Francis Bacon - The Making of GoldThis section on the making of gold is included Century IV of Francis Bacon's Sylva Sylvarum, or a Naturall Historie in ten Centuries... London, 1627, which was part of Bacon's unfinished Instauratio Magna.
This text was transcribed by Marcus Williamson.
Experiment Solitary, touching the Making of Gold.
We resort therefore to our Axiomes of Maturation, in Effect touched before. The First is, that there be used a Temperate Heat; For they are ever Temperate Heats that Disgest, and Mature: Wherein we meane Temperate, according to the Nature of the Subject ; For that may be Temperate to Fruits, and Liquours, which will not Worke at all upon Metalls. The Second is, that the Spirit of the Metall be quickened, and the Tangible Parts opened: For without those two Operations, the Spirit of the Metall, wrought upon, will not be able to disgest the parts. The Third is that the Spirits doe spread themselves Even, and move not Subsultorily; For that will make the Parts Close, and Pliant. And this requireth a Heat, that doth not rise and fall, but continue as Equall as may be. The Fourth is, that no Part of the Spirit be emitted, but detained: For if there be emission of Spirit, the Body of the Metall will be Hard, and Churlish. And this will be performed, partly by the Temper of the Fire; And partly by the closenesse of the Vessell. The Fifth is, that there be Choice made of the likeliest and best prepared Metall, for the Version: For that will facilitate the Worke. The Sixth is, that you give Time enough for the Worke: Not to prolong Hopes (as the Alchymists doe;) but indeed to give Nature a convenient Space to worke in. These Principles are most certaine, and true; We will now derive a direction of Triall out of them; Which may (perhaps) by further Meditation, be improved.

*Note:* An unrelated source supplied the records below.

use super::*;
use crate::Chips;
use crate::Position;
use crate::cards::*;

/// Everything the acting seat is allowed to see when it decides.
///
/// Built from a [`Game`] at a choice node, then widened with tournament
/// context by the table. Policies only ever receive a `Spot`, never the
/// game itself, so opponents' hole cards cannot leak into a decision.
#[derive(Debug, Clone, PartialEq)]
pub struct Spot {
    position: Position,
    dealer: Position,
    seats: usize,
    active: usize,
    hole: Hole,
    board: Board,
    pot: Chips,
    stack: Chips,
    spent: Chips,
    to_call: Chips,
    to_raise: Chips,
    blinds: (Chips, Chips),
    legal: Vec<Action>,
    entrants: usize,
    chips: Chips,
}

impl From<&Game> for Spot {
    fn from(game: &Game) -> Self {
        let position = game.actor();
        let seat = game.seats()[position];
        Self {
            position,
            dealer: game.dealer(),
            seats: game.n(),
            active: game.active(),
            hole: seat.cards(),
            board: game.board().clone(),
            pot: game.pot(),
            stack: seat.stack(),
            spent: seat.spent(),
            to_call: game.to_call(),
            to_raise: game.to_raise(),
            blinds: game.blinds(),
            legal: game.legal(),
            entrants: game.n(),
            chips: game.total(),
        }
    }
}

impl Spot {
    /// Adds tournament context: players who started and chips in play.
    pub fn within(mut self, entrants: usize, chips: Chips) -> Self {
        self.entrants = entrants;
        self.chips = chips;
        self
    }
    /// Hand position of the acting seat.
    pub fn position(&self) -> Position {
        self.position
    }
    pub fn dealer(&self) -> Position {
        self.dealer
    }
    /// Seats dealt into the hand, which is every player still alive.
    pub fn seats(&self) -> usize {
        self.seats
    }
    /// Seats that have not folded.
    pub fn active(&self) -> usize {
        self.active
    }
    pub fn hole(&self) -> Hole {
        self.hole
    }
    pub fn board(&self) -> &Board {
        &self.board
    }
    pub fn street(&self) -> Street {
        self.board.street()
    }
    pub fn pot(&self) -> Chips {
        self.pot
    }
    pub fn stack(&self) -> Chips {
        self.stack
    }
    pub fn spent(&self) -> Chips {
        self.spent
    }
    pub fn to_call(&self) -> Chips {
        self.to_call
    }
    pub fn to_raise(&self) -> Chips {
        self.to_raise
    }
    pub fn blinds(&self) -> (Chips, Chips) {
        self.blinds
    }
    pub fn big_blind(&self) -> Chips {
        self.blinds.1
    }
    pub fn legal(&self) -> &[Action] {
        &self.legal
    }
    pub fn entrants(&self) -> usize {
        self.entrants
    }
    pub fn chips(&self) -> Chips {
        self.chips
    }
    /// Seats acting after the button, counting from 0 at the button.
    pub fn offset(&self) -> usize {
        (self.position + self.seats - self.dealer) % self.seats
    }
    pub fn name(&self) -> PositionName {
        PositionName::from_seat(self.position, self.dealer, self.seats)
    }
    /// Made-hand strength over hole and board cards.
    pub fn strength(&self) -> Strength {
        Strength::from(Hand::add(Hand::from(self.hole), Hand::from(&self.board)))
    }
    pub fn may(&self, label: &str) -> bool {
        self.legal.iter().any(|a| a.label() == label)
    }
    /// First legal action with the given label.
    pub fn find(&self, label: &str) -> Option<Action> {
        self.legal.iter().copied().find(|a| a.label() == label)
    }
    /// Check if possible, otherwise fold.
    pub fn passive(&self) -> Action {
        self.find("Check").unwrap_or(Action::Fold)
    }
}

impl std::fmt::Display for Spot {
    fn fmt(&self, f: &mut std::fmt::Formatter) -> std::fmt::Result {
        write!(
            f,
            "{:<5} {} | {} | pot {} stack {} call {}",
            self.name().to_string(),
            self.hole,
            self.board,
            self.pot,
            self.stack,
            self.to_call
        )
    }
}

#[cfg(test)]
mod tests {
    use super::*;

    fn game() -> Game {
        let holes = ["As Ks", "7c 2d", "Qh Qd"];
        let mut game = Game::new(
            holes
                .iter()
                .map(|h| (Hole::try_from(*h).unwrap(), 1000))
                .collect(),
            0,
            25,
            50,
        );
        while game.must_post() {
            game.act(game.posts());
        }
        game
    }

    #[test]
    fn hides_opponents() {
        let spot = game().spot();
        assert_eq!(spot.position(), 0);
        assert_eq!(spot.hole(), Hole::try_from("As Ks").unwrap());
        assert_eq!(spot.to_call(), 50);
        assert_eq!(spot.pot(), 75);
        assert_eq!(spot.name(), PositionName::BTN);
        assert_eq!(spot.chips(), 3000);
    }

    #[test]
    fn passive_prefers_check() {
        let spot = game().spot();
        assert_eq!(spot.passive(), Action::Fold);
        assert!(spot.may("Raise"));
        assert_eq!(spot.find("Call"), Some(Action::Call(50)));
    }

    #[test]
    fn within_overrides_context() {
        let spot = game().spot().within(10, 50000);
        assert_eq!(spot.entrants(), 10);
        assert_eq!(spot.chips(), 50000);
        assert_eq!(spot.seats(), 3);
    }
}
mod config;
mod report;
mod scheduler;

pub use config::*;
pub use report::*;
pub use scheduler::*;
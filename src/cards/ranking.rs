use super::rank::Rank;

/// Hand category with the ranks that make it, weakest first.
///
/// Ties within a category fall through to [`Kickers`](super::kicks::Kickers).
#[derive(Debug, Clone, Copy, Eq, PartialEq, PartialOrd, Ord)]
pub enum Ranking {
    HighCard(Rank),
    OnePair(Rank),
    TwoPair(Rank, Rank),
    ThreeOAK(Rank),
    Straight(Rank),
    Flush(Rank),
    FullHouse(Rank, Rank),
    FourOAK(Rank),
    StraightFlush(Rank),
}

impl Ranking {
    /// Cards outside the category that still play in a five-card hand.
    pub fn n_kickers(&self) -> usize {
        match self {
            Self::HighCard(_) => 4,
            Self::OnePair(_) => 3,
            Self::ThreeOAK(_) => 2,
            Self::TwoPair(..) | Self::FourOAK(_) => 1,
            Self::Straight(_) | Self::Flush(_) | Self::FullHouse(..) | Self::StraightFlush(_) => 0,
        }
    }
    /// HighCard = 0 through StraightFlush = 8.
    pub fn category(&self) -> u8 {
        match self {
            Self::HighCard(_) => 0,
            Self::OnePair(_) => 1,
            Self::TwoPair(..) => 2,
            Self::ThreeOAK(_) => 3,
            Self::Straight(_) => 4,
            Self::Flush(_) => 5,
            Self::FullHouse(..) => 6,
            Self::FourOAK(_) => 7,
            Self::StraightFlush(_) => 8,
        }
    }
    /// Ranks still free to serve as kickers.
    pub fn mask(&self) -> u16 {
        match *self {
            Self::TwoPair(hi, lo) => Rank::mask() & !(u16::from(hi) | u16::from(lo)),
            Self::HighCard(r) | Self::OnePair(r) | Self::ThreeOAK(r) | Self::FourOAK(r) => {
                Rank::mask() & !u16::from(r)
            }
            Self::Straight(_) | Self::Flush(_) | Self::FullHouse(..) | Self::StraightFlush(_) => 0,
        }
    }
}

impl std::fmt::Display for Ranking {
    fn fmt(&self, f: &mut std::fmt::Formatter) -> std::fmt::Result {
        match self {
            Self::HighCard(r) => write!(f, "{} high", r),
            Self::OnePair(r) => write!(f, "pair of {}", r),
            Self::TwoPair(hi, lo) => write!(f, "two pair {}{}", hi, lo),
            Self::ThreeOAK(r) => write!(f, "three {}", r),
            Self::Straight(r) => write!(f, "straight to {}", r),
            Self::Flush(r) => write!(f, "flush {} high", r),
            Self::FullHouse(hi, lo) => write!(f, "full house {}{}", hi, lo),
            Self::FourOAK(r) => write!(f, "four {}", r),
            Self::StraightFlush(r) => write!(f, "straight flush to {}", r),
        }
    }
}

#[cfg(test)]
mod tests {
    use super::*;

    #[test]
    fn categories_are_ordered() {
        let hands = [
            Ranking::HighCard(Rank::Ace),
            Ranking::OnePair(Rank::Two),
            Ranking::TwoPair(Rank::Three, Rank::Two),
            Ranking::ThreeOAK(Rank::Two),
            Ranking::Straight(Rank::Five),
            Ranking::Flush(Rank::Seven),
            Ranking::FullHouse(Rank::Two, Rank::Three),
            Ranking::FourOAK(Rank::Two),
            Ranking::StraightFlush(Rank::Five),
        ];
        assert!(hands.windows(2).all(|w| w[0] < w[1]));
        assert!(hands.iter().enumerate().all(|(i, r)| r.category() as usize == i));
    }
}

Let there be a Small Furnace made, of a Temperate Heat; Let the Heat be such, as may keep the Metall perpetually Moulten, and no more; For that above all importeth to the Work. For the Materiall, take Silver, which is the Metall that in Nature Symbolizeth most with Gold; Put in also, with the Silver, a Tenth Part of Quick-silver, and Twelfth Part of Nitre, by weight; Both these to quicken and open the Body of the Metall: And so let the Worke be continued by the Space of Sixe Monthes, at the least. I wish also, that there be, at some times, and Injection of some Oyled Substance; such as they use in Recovering of Gold, which by Vexing with Separations hath beene made Churlish: And this is, to lay the Parts more Close and Smooth, which is the Maine Work. For Gold (as we see) is the Closest (and therefore the Heaviest) of Metalls: And is likewise the most Flexible and Tensible. Note, that to thinke to make Gold of Quick-silver, because it is the heaviest, is a Thing not to bee hoped; For Quick-silver will not endure the Mannage of the Fire. Next to Silver, I thinke Copper were fittest to bee the Materiall.
Gold hath these Natures: Greatnesse of Weight; Closeness of Parts; Fixation; Pliantnesse, or softnesse; Immunitie from Rust; Colour or Tincture of Yellow. Therefore the Sure Way, (though most about,) to make Gold, is to know the Causes of the Severall Natures before rehearsed, and the Axiomes concerning the same. For if a man can make a Metall, that hath all these Properties, Let men dispute, whether it be Gold, or no?